On Tue, 9 Sep 2003, Shelby Moore wrote:
>
> >> > Information theory says that such things are impossible.  One can not
> >> > construct a spam-free protocol because this is the same problem as
> >> > constructing a system free of covert channels, which information theory
> >> > says is impossible.
>
>
> But information theory also says you can optimize signal-to-noise ratio,
> but only if you know what the characteristics of your signal are.

It actually doesn't say that precisely. It says that you can transmit a
signal with an arbitrarilly low error rate at a speed below the channel
capacity.

The concrete task of altering the signal to noise ratio is accomplished by
enhancing the signal with a harmonic oscillator, so that it is stronger
than the noise.  This is then described as a set of differential equations
that can be optimized with Variational methods.  The limits of this
process are indicated by information theory, the nyquist theorem, etc.
If the channel isn't described by a fourier series, then the differential
equations may not be solvable, and it may be impossible to optimize its
signal to noise ratio. (Well, there are other mathematical methods, but
you get the point.) You are borrowing the concepts by metaphor, but the
concrete methods don't transfer well.

My point is not to discourage you from trying to stop spam, but to focus
your attention on detection, rather than protocol alteration.  It is
impossible to alter the protocol in any way that will force the spammer to
identify themselves a-priori as a spammer.

You could ask for spammers to cooperatively self-mark their messages.
But this hasn't been terribly productive.  It is also pointless to ask for
cooperative identification of non-spammers and identify spammers as those
not in the set of non-spammers. It may be too strong to say this is
pointless, as qsecretary and things that do this are fairly popular,
However, they don't quite solve the general case of things that send mail
but don't receive mail. And of course such schemes are fooled by disposal
accounts, which can respond until they are shut down.  If everyone used
qsecretary, spammers would simply alter their software to send responses.

So given a set of unmarked messages, some spam, some not-spam, the task is
to have a program mark them in the same way that a human would if a human
were reading the messages. Since humans have different definitions of
spam, it would be useful if the program could accept different definitions
as well.  This is the realm of content analysis.

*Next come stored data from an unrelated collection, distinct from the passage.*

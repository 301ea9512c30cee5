use rust_decimal::Decimal;

use crate::decimal::{Money, Rate};
use crate::types::PaymentScheme;

/// installment for a loan paid in arrears
///
/// EMI = P * r * (1 + r)^n / ((1 + r)^n - 1), or P / n when r is zero.
/// Zero periods or a zero principal give a zero installment.
pub fn arrears_installment(principal: Money, periodic_rate: Rate, periods: u32) -> Money {
    if periods == 0 || principal.is_zero() {
        return Money::ZERO;
    }

    let n = Decimal::from(periods);
    if periodic_rate.is_zero() {
        return principal / n;
    }

    let r = periodic_rate.as_decimal();

    // (1+r)^n / ((1+r)^n - 1) tends to 1 once the factor is too large to represent
    let ratio = match periodic_rate.compound_factor(periods) {
        Some(compound) => {
            let growth = compound - Decimal::ONE;
            if growth.is_zero() {
                return principal / n;
            }
            match compound.checked_div(growth) {
                Some(ratio) => ratio,
                None => return principal / n,
            }
        }
        None => Decimal::ONE,
    };

    principal * (r * ratio)
}

/// installment under the given payment scheme.
///
/// Advance payments are the arrears installment discounted by one period.
pub fn installment(
    principal: Money,
    periodic_rate: Rate,
    periods: u32,
    scheme: PaymentScheme,
) -> Money {
    let arrears = arrears_installment(principal, periodic_rate, periods);
    match scheme {
        PaymentScheme::Arrears => arrears,
        PaymentScheme::Advance => {
            let discount = Decimal::ONE + periodic_rate.as_decimal();
            if discount.is_zero() {
                return arrears;
            }
            arrears / discount
        }
    }
}
impl ProductConfig {
    fn base(product: LoanProduct, frequency: PaymentFrequency, limits: ProductLimits) -> Self {
        Self {
            product,
            frequency,
            default_scheme: PaymentScheme::Arrears,
            allowed_schemes: vec![PaymentScheme::Arrears],
            limits,
            tenure_split: TenureSplit::RoundTotal,
            installment_rounding: InstallmentRounding::WholeUnits,
            preview_periods: DEFAULT_PREVIEW_PERIODS,
            gold: None,
        }
    }

    /// new car loan, EMI in arrears or in advance
    pub fn car_loan() -> Self {
        Self {
            allowed_schemes: vec![PaymentScheme::Arrears, PaymentScheme::Advance],
            ..Self::base(
                LoanProduct::CarLoan,
                PaymentFrequency::Monthly,
                ProductLimits {
                    min_principal: Money::from_major(100_000),
                    max_principal: Money::from_major(10_000_000),
                    min_rate: Rate::ZERO,
                    max_rate: Rate::from_percentage(25),
                    min_tenure_periods: 12,
                    max_tenure_periods: 96,
                },
            )
        }
    }

    /// pre-owned car loan, shorter tenure and higher rate ceiling
    pub fn used_car_loan() -> Self {
        Self {
            allowed_schemes: vec![PaymentScheme::Arrears, PaymentScheme::Advance],
            ..Self::base(
                LoanProduct::UsedCarLoan,
                PaymentFrequency::Monthly,
                ProductLimits {
                    min_principal: Money::from_major(50_000),
                    max_principal: Money::from_major(5_000_000),
                    min_rate: Rate::ZERO,
                    max_rate: Rate::from_percentage(30),
                    min_tenure_periods: 12,
                    max_tenure_periods: 84,
                },
            )
        }
    }

    pub fn personal_loan() -> Self {
        Self {
            tenure_split: TenureSplit::FloorYears,
            ..Self::base(
                LoanProduct::PersonalLoan,
                PaymentFrequency::Monthly,
                ProductLimits {
                    min_principal: Money::from_major(50_000),
                    max_principal: Money::from_major(4_000_000),
                    min_rate: Rate::ZERO,
                    max_rate: Rate::from_percentage(36),
                    min_tenure_periods: 6,
                    max_tenure_periods: 84,
                },
            )
        }
    }

    /// gold loan, principal derived from pledged weight when not given
    pub fn gold_loan() -> Self {
        Self {
            gold: Some(GoldLoanConfig {
                price_per_gram: Money::from_major(6500),
                ltv: Rate::from_percentage(75),
                purity: Karat::K24,
            }),
            ..Self::base(
                LoanProduct::GoldLoan,
                PaymentFrequency::Monthly,
                ProductLimits {
                    min_principal: Money::from_major(10_000),
                    max_principal: Money::from_major(10_000_000),
                    min_rate: Rate::ZERO,
                    max_rate: Rate::from_percentage(30),
                    min_tenure_periods: 1,
                    max_tenure_periods: 36,
                },
            )
        }
    }

    pub fn quarterly_emi() -> Self {
        Self {
            allowed_schemes: vec![PaymentScheme::Arrears, PaymentScheme::Advance],
            ..Self::base(
                LoanProduct::QuarterlyEmi,
                PaymentFrequency::Quarterly,
                ProductLimits {
                    min_principal: Money::from_major(10_000),
                    max_principal: Money::from_major(100_000_000),
                    min_rate: Rate::ZERO,
                    max_rate: Rate::from_percentage(30),
                    min_tenure_periods: 1,
                    max_tenure_periods: 120,
                },
            )
        }
    }

    pub fn weekly_emi() -> Self {
        Self::base(
            LoanProduct::WeeklyEmi,
            PaymentFrequency::Weekly,
            ProductLimits {
                min_principal: Money::from_major(1_000),
                max_principal: Money::from_major(10_000_000),
                min_rate: Rate::ZERO,
                max_rate: Rate::from_percent(dec!(36)),
                min_tenure_periods: 1,
                max_tenure_periods: 520,
            },
        )
    }

    pub fn preset(product: LoanProduct) -> Self {
        match product {
            LoanProduct::CarLoan => Self::car_loan(),
            LoanProduct::UsedCarLoan => Self::used_car_loan(),
            LoanProduct::PersonalLoan => Self::personal_loan(),
            LoanProduct::GoldLoan => Self::gold_loan(),
            LoanProduct::QuarterlyEmi => Self::quarterly_emi(),
            LoanProduct::WeeklyEmi => Self::weekly_emi(),
        }
    }

    /// engine carrying this product's display rounding
    pub fn engine(&self) -> AmortizationEngine {
        AmortizationEngine::new(self.installment_rounding)
    }

    /// internal consistency of the configuration itself
    pub fn validate(&self) -> Result<()> {
        let limits = &self.limits;
        let invalid = |message: String| -> Result<()> { Err(CalculatorError::InvalidConfiguration { message }) };

        if limits.min_principal.is_negative() || limits.min_principal > limits.max_principal {
            return invalid(format!(
                "{:?}: principal range {} to {} is invalid",
                self.product, limits.min_principal, limits.max_principal
            ));
        }
        if limits.min_rate.is_negative() || limits.min_rate > limits.max_rate {
            return invalid(format!(
                "{:?}: rate range {} to {} is invalid",
                self.product, limits.min_rate, limits.max_rate
            ));
        }
        if limits.min_tenure_periods > limits.max_tenure_periods {
            return invalid(format!(
                "{:?}: tenure range {} to {} is invalid",
                self.product, limits.min_tenure_periods, limits.max_tenure_periods
            ));
        }
        if !self.allowed_schemes.contains(&self.default_scheme) {
            return invalid(format!(
                "{:?}: default scheme {:?} is not an allowed scheme",
                self.product, self.default_scheme
            ));
        }
        if self.preview_periods == 0 {
            return invalid(format!("{:?}: preview must show at least one period", self.product));
        }
        if let Some(gold) = &self.gold {
            if gold.price_per_gram.is_negative() || gold.ltv.as_decimal() <= Decimal::ZERO || gold.ltv > Rate::ONE {
                return invalid(format!(
                    "{:?}: gold rate {} with ltv {} is invalid",
                    self.product, gold.price_per_gram, gold.ltv
                ));
            }
        }
        Ok(())
    }

    /// enforce the product bounds on one request.
    ///
    /// A zero principal or zero tenure is the calculator's empty state and skips the
    /// corresponding range check.
    pub fn check_request(
        &self,
        principal: Money,
        annual_rate: Rate,
        tenure_periods: u32,
        scheme: PaymentScheme,
    ) -> Result<()> {
        let limits = &self.limits;

        if principal.is_negative() {
            return Err(CalculatorError::NegativePrincipal { amount: principal });
        }
        if annual_rate.is_negative() {
            return Err(CalculatorError::NegativeInterestRate { rate: annual_rate });
        }
        if !principal.is_zero() && (principal < limits.min_principal || principal > limits.max_principal) {
            return Err(CalculatorError::PrincipalOutOfRange {
                amount: principal,
                min: limits.min_principal,
                max: limits.max_principal,
            });
        }
        if annual_rate < limits.min_rate || annual_rate > limits.max_rate {
            return Err(CalculatorError::InterestRateOutOfRange {
                rate: annual_rate,
                min: limits.min_rate,
                max: limits.max_rate,
            });
        }
        if tenure_periods != 0
            && (tenure_periods < limits.min_tenure_periods || tenure_periods > limits.max_tenure_periods)
        {
            return Err(CalculatorError::TenureOutOfRange {
                periods: tenure_periods,
                min: limits.min_tenure_periods,
                max: limits.max_tenure_periods,
            });
        }
        if !self.allowed_schemes.contains(&scheme) {
            return Err(CalculatorError::SchemeNotSupported {
                product: self.product,
                scheme,
            });
        }
        Ok(())
    }
}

> Thus my whole motivation for an unambiguous definition (spam == all bulk
> email) along the channel and not just a definition at the end points
> (UBE).

You may need a precise definition before you can begin implementation
(just like you need a definition of voltage, current, etc to begin
building a transmitter), but you do not need a precise definition to talk
about the theoretical aspects.  Spam could be defined as UCE, CE, UBE, or
BE.  I have also a more complete and detailed taxonomy of spam:

There are 3 types of email that we generally call spam:

Type 1: Bonafide Messaging with a real Commercial or non-profit(ie
political) purpose.  This also includes contraband (eg drugs) which is
illegal in some or all juridictions, so long as they intend to deliver the
illegal goods. This also includes solicited and unsolicited email, though
it may be useful to distinguish solicited as Type 1A and unsolicted as
Type 1B.

Type 2: Bonafide fraudulent activity. Someone is really trying to get your
money, but has no intentions of honoring their obligations to the purchase
contract.  This includes bonafide attempts at identify theft.  This is
already criminalized by mail fraud and wire fraud, and other laws
concerning fraud.

Type 3: Annoyance activity. This has no bonafide intention of getting
money or even personal information, even though at a casual glance it may
appear so.  Type 3 is broken into 2 subtypes:

Type 3A is a relatively harmless disgruntled person, who is not terribly
sophisticated in their abuse, or in hiding their tracks. This type can be
handled by warnings or account termination. Besides spam, this type is
also involved in small DOS attacks and other unsophisticated abuse.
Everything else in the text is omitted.